Terre engobée et vernissée
H. 20,5 ; L. 5,8 ; Pr. 18,6 cm. ; P. 758,2 g.

Classification Sachs - Hornbostel : 421.221.311


Historique

Acquisition : Don Museum für Deutsche Volkskunde de Berlin
Ancienne référence : DMH1938.76
Ancienne appartenance : musée de l'Homme


Description

L'objet représente une figurine de cavalier sur un socle rectangulaire plat. Selon la tradition, la figurine représente saint Bruno coiffé d'un large chapeau rond sur son âne. À droite de la croupe, un sifflet tubulaire à la fenêtre ouverte vers le haut se dresse vers l'arrière tandis qu'à gauche, un autre tube imite un sifflet avec son embouchure et une encoche formant une fausse fenêtre de sifflet. Le sifflet de droite est obturé et ne fonctionne plus. Le sifflet factice communique avec le corps creux de la monture et du saint qui pouvait être rempli de farine ou de cendre renvoyée à la figure du siffleur par un trou circulaire dans le dos du cavalier.

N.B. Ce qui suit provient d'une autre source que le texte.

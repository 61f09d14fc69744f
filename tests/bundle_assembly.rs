//! Bundle assembly and relinking over a staged application bundle.
#![cfg(unix)]

use kodegen_bundler_finalize::bundler::{
    Arch, BundleSettings, Error, PackageSettings, PackagingTarget, Platform, Result, Settings,
    SettingsBuilder, StagedTree,
    assembly::BundleAssembler,
    platform::macos::relink::{self, ReferenceRewriter, RelinkDirective},
    settings::{NestedBundleSettings, RelinkSettings, SharedResourceSettings},
    utils::link,
};
use std::path::{Path, PathBuf};
use std::sync::Mutex;

const FRAMEWORK: &str = "CEF.framework";

struct Fixture {
    _tmp: tempfile::TempDir,
    staged: PathBuf,
    source: PathBuf,
}

impl Fixture {
    fn new() -> Self {
        let tmp = tempfile::tempdir().unwrap();
        let staged = tmp.path().join("staged");
        let source = tmp.path().join("source");

        let framework = source.join("cef").join(FRAMEWORK);
        std::fs::create_dir_all(framework.join("Resources")).unwrap();
        std::fs::write(framework.join("CEF"), b"mach-o").unwrap();
        std::fs::write(framework.join("Resources/icudtl.dat"), b"data").unwrap();

        let app = staged.join("Viewer.app");
        std::fs::create_dir_all(app.join("Contents/MacOS")).unwrap();
        std::fs::write(app.join("Contents/MacOS/Viewer"), b"main").unwrap();

        Self { _tmp: tmp, staged, source }
    }

    fn app(&self) -> PathBuf {
        self.staged.join("Viewer.app")
    }

    fn settings(&self, bundles: Vec<NestedBundleSettings>, relink: Vec<RelinkSettings>) -> Settings {
        let mut bundle = BundleSettings::default();
        bundle.macos.shared_resource = Some(SharedResourceSettings {
            name: FRAMEWORK.into(),
            source: PathBuf::from("cef").join(FRAMEWORK),
            dir: PathBuf::from("Contents/Frameworks"),
            binary: None,
            old_reference: Some("@rpath/CEF.framework/CEF".into()),
        });
        bundle.macos.bundles = bundles;
        bundle.macos.relink = relink;

        SettingsBuilder::new()
            .package_settings(PackageSettings {
                product_name: "Viewer".into(),
                version: "7.1.2.500".into(),
                ..Default::default()
            })
            .bundle_settings(bundle)
            .target(PackagingTarget::new(Platform::Darwin, Arch::X86_64))
            .staged_root(&self.staged)
            .source_root(&self.source)
            .build()
            .unwrap()
    }

    fn tree(&self) -> StagedTree {
        StagedTree::new(&self.staged, Vec::new())
    }
}

fn nested(name: &str, children: Vec<NestedBundleSettings>) -> NestedBundleSettings {
    NestedBundleSettings {
        name: name.into(),
        source: None,
        children_dir: PathBuf::from("Contents/Frameworks"),
        shared_dir: PathBuf::from("Contents/Frameworks"),
        depends_on_shared: true,
        library_dir: None,
        children,
    }
}

/// Real (non-link) directories named like the framework.
fn physical_copies(root: &Path) -> usize {
    walkdir::WalkDir::new(root)
        .follow_links(false)
        .into_iter()
        .filter_map(|entry| entry.ok())
        .filter(|entry| entry.file_type().is_dir() && entry.file_name() == FRAMEWORK)
        .count()
}

#[tokio::test]
async fn shared_framework_is_copied_once_and_linked_everywhere() {
    let fx = Fixture::new();
    let settings = fx.settings(
        vec![nested("SLPlugin.app", vec![]), nested("Helper.app", vec![])],
        vec![],
    );
    let tree = fx.tree();

    let report = BundleAssembler::new(&settings, &tree).assemble().await.unwrap();

    let physical = fx.app().join("Contents/Frameworks").join(FRAMEWORK);
    assert_eq!(report.shared_copy.as_deref(), Some(physical.as_path()));
    assert_eq!(report.shared_links.len(), 2);
    assert_eq!(physical_copies(&fx.app()), 1);

    let expected = std::fs::canonicalize(physical.join("CEF")).unwrap();
    for plugin in ["SLPlugin.app", "Helper.app"] {
        let link_path = fx
            .app()
            .join("Contents/Resources")
            .join(plugin)
            .join("Contents/Frameworks")
            .join(FRAMEWORK);
        assert!(std::fs::symlink_metadata(&link_path).unwrap().file_type().is_symlink());
        assert_eq!(std::fs::canonicalize(link_path.join("CEF")).unwrap(), expected);
    }
}

#[tokio::test]
async fn rerunning_assembly_repairs_a_corrupted_link() {
    let fx = Fixture::new();
    let settings = fx.settings(
        vec![nested("SLPlugin.app", vec![]), nested("Helper.app", vec![])],
        vec![],
    );
    let tree = fx.tree();
    let assembler = BundleAssembler::new(&settings, &tree);
    assembler.assemble().await.unwrap();

    let link_path = fx
        .app()
        .join("Contents/Resources/Helper.app/Contents/Frameworks")
        .join(FRAMEWORK);
    let intended = std::fs::read_link(&link_path).unwrap();
    let decoy = fx.app().join("Contents/Decoy");
    std::fs::create_dir_all(&decoy).unwrap();
    std::fs::remove_file(&link_path).unwrap();
    std::os::unix::fs::symlink("../../../../Decoy", &link_path).unwrap();

    assembler.assemble().await.unwrap();

    assert_eq!(std::fs::read_link(&link_path).unwrap(), intended);
    assert_eq!(physical_copies(&fx.app()), 1);
}

#[tokio::test]
async fn nested_chains_never_revisit_a_directory() {
    let fx = Fixture::new();
    let settings = fx.settings(
        vec![nested(
            "Outer.app",
            vec![nested("Middle.app", vec![nested("Inner.app", vec![])])],
        )],
        vec![],
    );
    let tree = fx.tree();

    let report = BundleAssembler::new(&settings, &tree).assemble().await.unwrap();

    assert_eq!(report.shared_links.len(), 3);
    for record in &report.shared_links {
        let hops = link::check_link_chain(&record.link).unwrap();
        assert!(!hops.is_empty());
        let resolved = std::fs::canonicalize(&record.link).unwrap();
        let link_dir = std::fs::canonicalize(record.link.parent().unwrap()).unwrap();
        assert!(!link_dir.starts_with(&resolved));
    }
    assert_eq!(physical_copies(&fx.app()), 1);
}

#[tokio::test]
async fn missing_app_bundle_is_reported() {
    let fx = Fixture::new();
    std::fs::remove_dir_all(fx.app()).unwrap();
    let settings = fx.settings(vec![], vec![]);
    let tree = fx.tree();

    let err = BundleAssembler::new(&settings, &tree).assemble().await.unwrap_err();
    assert!(matches!(err, Error::MissingResource { .. }));
}

#[derive(Default)]
struct RecordingRewriter {
    seen: Mutex<Vec<RelinkDirective>>,
    fail: bool,
}

impl ReferenceRewriter for RecordingRewriter {
    async fn rewrite(&self, directive: &RelinkDirective) -> Result<()> {
        self.seen.lock().unwrap().push(directive.clone());
        if self.fail {
            return Err(Error::GenericError("rewrite tool crashed".into()));
        }
        Ok(())
    }
}

fn relink_entry(binary: &str, bundle: Option<&str>) -> RelinkSettings {
    RelinkSettings {
        binary: PathBuf::from(binary),
        bundle: bundle.map(String::from),
        anchor: None,
    }
}

#[tokio::test]
async fn relink_references_follow_the_assembled_links() {
    let fx = Fixture::new();
    let plugin_binary = "Contents/Resources/SLPlugin.app/Contents/MacOS/SLPlugin";
    std::fs::create_dir_all(fx.app().join(plugin_binary).parent().unwrap()).unwrap();
    std::fs::write(fx.app().join(plugin_binary), b"plugin").unwrap();

    let settings = fx.settings(
        vec![nested("SLPlugin.app", vec![])],
        vec![
            relink_entry("Contents/MacOS/Viewer", None),
            relink_entry(plugin_binary, Some("SLPlugin.app")),
            relink_entry("Contents/MacOS/Viewer", None),
        ],
    );
    let tree = fx.tree();
    let assembler = BundleAssembler::new(&settings, &tree);
    assembler.assemble().await.unwrap();

    let directives = relink::plan_relinks(&settings, &assembler.plan()).unwrap();
    assert_eq!(directives.len(), 2);
    assert_eq!(directives[0].old_reference, "@rpath/CEF.framework/CEF");
    assert_eq!(
        directives[0].new_reference,
        "@executable_path/../Frameworks/CEF.framework/CEF"
    );
    assert_eq!(
        directives[1].new_reference,
        "@executable_path/../Frameworks/CEF.framework/CEF"
    );
    assert_eq!(directives[1].binary, fx.app().join(plugin_binary));

    let rewriter = RecordingRewriter::default();
    relink::apply_relinks(&rewriter, &directives).await.unwrap();
    assert_eq!(*rewriter.seen.lock().unwrap(), directives);
}

#[tokio::test]
async fn second_level_relink_goes_through_the_parent_link() {
    let fx = Fixture::new();
    let helper_binary =
        "Contents/Resources/SLPlugin.app/Contents/Frameworks/Helper.app/Contents/MacOS/Helper";
    std::fs::create_dir_all(fx.app().join(helper_binary).parent().unwrap()).unwrap();
    std::fs::write(fx.app().join(helper_binary), b"helper").unwrap();

    let settings = fx.settings(
        vec![nested("SLPlugin.app", vec![nested("Helper.app", vec![])])],
        vec![relink_entry(helper_binary, Some("Helper.app"))],
    );
    let tree = fx.tree();
    let assembler = BundleAssembler::new(&settings, &tree);
    assembler.assemble().await.unwrap();

    let helper_link = fx
        .app()
        .join("Contents/Resources/SLPlugin.app/Contents/Frameworks/Helper.app/Contents/Frameworks")
        .join(FRAMEWORK);
    let hops = link::check_link_chain(&helper_link).unwrap();
    assert!(hops.len() >= 2);

    let directives = relink::plan_relinks(&settings, &assembler.plan()).unwrap();
    assert_eq!(directives.len(), 1);
    assert_eq!(
        directives[0].new_reference,
        "@executable_path/../Frameworks/CEF.framework/CEF"
    );

    let runtime_dir = fx.app().join(helper_binary).parent().unwrap().to_path_buf();
    let referenced = runtime_dir.join("../Frameworks/CEF.framework/CEF");
    let physical = fx.app().join("Contents/Frameworks").join(FRAMEWORK).join("CEF");
    assert_eq!(
        std::fs::canonicalize(referenced).unwrap(),
        std::fs::canonicalize(physical).unwrap()
    );
}

#[tokio::test]
async fn a_failed_rewrite_is_fatal() {
    let fx = Fixture::new();
    let settings = fx.settings(vec![], vec![relink_entry("Contents/MacOS/Viewer", None)]);
    let tree = fx.tree();
    let assembler = BundleAssembler::new(&settings, &tree);
    assembler.assemble().await.unwrap();

    let directives = relink::plan_relinks(&settings, &assembler.plan()).unwrap();
    let rewriter = RecordingRewriter {
        fail: true,
        ..Default::default()
    };
    let err = relink::apply_relinks(&rewriter, &directives).await.unwrap_err();
    assert!(matches!(err, Error::Relink { .. }));
    assert_eq!(rewriter.seen.lock().unwrap().len(), 1);
}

Le cavalier comme sa monture sont modelés sommairement. Deux boudins d'argile joignant la base du buste à l'encolure de la monture évoquent ainsi les jambes du cavalier. Un autre boudin d'argile incisé de cinq traits est placé en travers du dos du cheval à l'arrière du cavalier. Un trait incisé forme la bouche de l'âne et quelques traits incisés à l'avant du buste du cavalier évoquent une veste.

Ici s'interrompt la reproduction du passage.